Liberdade e dignidade
Quando Lula decidiu se entregar à Polícia Federal, naquele histórico 7 de abril, parte das milhares de pessoas que o aguardavam nos arredores do Sindicato dos Metalúrgicos do ABC, sentiu-se contrariada. Estavam ali dispostos a proteger Lula da perseguição política e a barrar a ação da Polícia federal, que teve que agir em diálogo com representantes do Sindicato e do PT para evitar um cenário pior de confronto.
“Irei de cabeça erguida e voltarei de cabeça erguida. Podem me prender, mas eu já não sou de carne e osso. Sou uma ideia”, ecoou o presidente Lula ao falar à multidão. Se sua fala já entrou para a história, é preciso relembrar sempre, para reforçar a realidade do estado de alerta que o país vivia e vive, desde o golpe midiático-parlamentar que derrubou Dilma Rousseff em 2016, a primeira mulher a presidir o país.
Seis anos depois, um outro ex-presidente, eleito justamente porque Lula foi tirado da disputa, ainda tenta se explicar porque procurou abrigo numa embaixada logo após muitos de seus mais radicais apoiadores tentarem colocar em prática um novo golpe de Estado: Jair Messias Bolsonaro.
Ainda sob a mira da Justiça, o “mito” da extrema-direita chegou à embaixada da Hungria, em Brasília, na noite de 12 de fevereiro e fez “checkout” na tarde do dia 14 do mesmo mês. Nesses dois dias, segundo reportagem exclusiva do jornal estadunidense The New York Times, ele foi levado para as instalações e aparece nas imagens obtidas pela publicação em conversas com o embaixador húngaro Miklos Halmai. Pouco tempo antes, Bolsonaro havia se encontrado com o ultradireitista Viktor Orbán, com quem mantém diálogo amistoso “de iguais”, na posse de Javier Milei, presidente da Argentina, também alinhado ao discurso extremista de direita.

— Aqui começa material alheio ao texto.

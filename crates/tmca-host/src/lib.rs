//! Host collaborators for the TMC Autotune installer
//!
//! The lifecycle controller drives six collaborators, each behind a trait:
//!
//! ```text
//! ServiceRegistry  -> SystemdRegistry       (systemctl over discovered units)
//! Filesystem       -> LocalFilesystem       (std::fs)
//! SourceFetcher    -> GitFetcher            (git clone / git pull)
//! ConfigEditor     -> SectionConfigEditor   ([section] add / remove)
//! BackupService    -> TimestampedBackup     (~/kiauh-backups)
//! Interaction      -> provided by the binary (terminal prompts)
//! ```
//!
//! [`Host`] bundles one of each so the controller can be built from either
//! the real implementations or test doubles.

pub mod backup;
pub mod config_editor;
pub mod fs;
pub mod git;
mod process;
pub mod systemd;
pub mod traits;

pub use backup::TimestampedBackup;
pub use config_editor::{ConfigDocument, SectionConfigEditor};
pub use fs::LocalFilesystem;
pub use git::GitFetcher;
pub use systemd::SystemdRegistry;
pub use traits::{
    BackupService, ConfigEditor, DialogKind, EditStatus, Filesystem, Interaction, MessageLevel,
    SectionEdit, ServiceRegistry, SourceFetcher,
};

use tmca_core::TmcaConfig;

/// One implementation of every collaborator
pub struct Host {
    pub services: Box<dyn ServiceRegistry>,
    pub fs: Box<dyn Filesystem>,
    pub fetcher: Box<dyn SourceFetcher>,
    pub editor: Box<dyn ConfigEditor>,
    pub backup: Box<dyn BackupService>,
    pub ui: Box<dyn Interaction>,
}

impl Host {
    /// Real host implementations configured from `config`
    pub fn system(config: &TmcaConfig, ui: Box<dyn Interaction>) -> Self {
        Self {
            services: Box::new(SystemdRegistry::new(
                config.systemd_dir.clone(),
                config.home_dir.clone(),
            )),
            fs: Box::new(LocalFilesystem::new()),
            fetcher: Box::new(GitFetcher::new()),
            editor: Box::new(SectionConfigEditor::new()),
            backup: Box::new(TimestampedBackup::new(config.backup_dir.clone())),
            ui,
        }
    }
}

“De todos os países do mundo, a Hungria certamente é aquele que mais se alinha com a ideologia do Bolsonaro, com a percepção do Bolsonaro sobre a política”, ressaltou o coordenador do Observatório da Extrema Direita, Guilherme Casarões, em entrevista ao portal Diário do Centro do Mundo.
De fato, poucas seriam as nações que aceitariam oferecer abrigo a quem falsifica cartão de vacinação, negou a iminente propagação do coronavírus (impedindo que milhares de brasileiros e brasileiras fossem salvos) e que se recusa a aceitar a soberania do voto popular. Com o passaporte apreendido e sem poder sair do país até que responda por uma série de acusações, resta saber o que ele dirá à Justiça diante de tantos problemas. De um jeito ou de outro, está claro: fugir é a marca registrada de Jair Bolsonaro.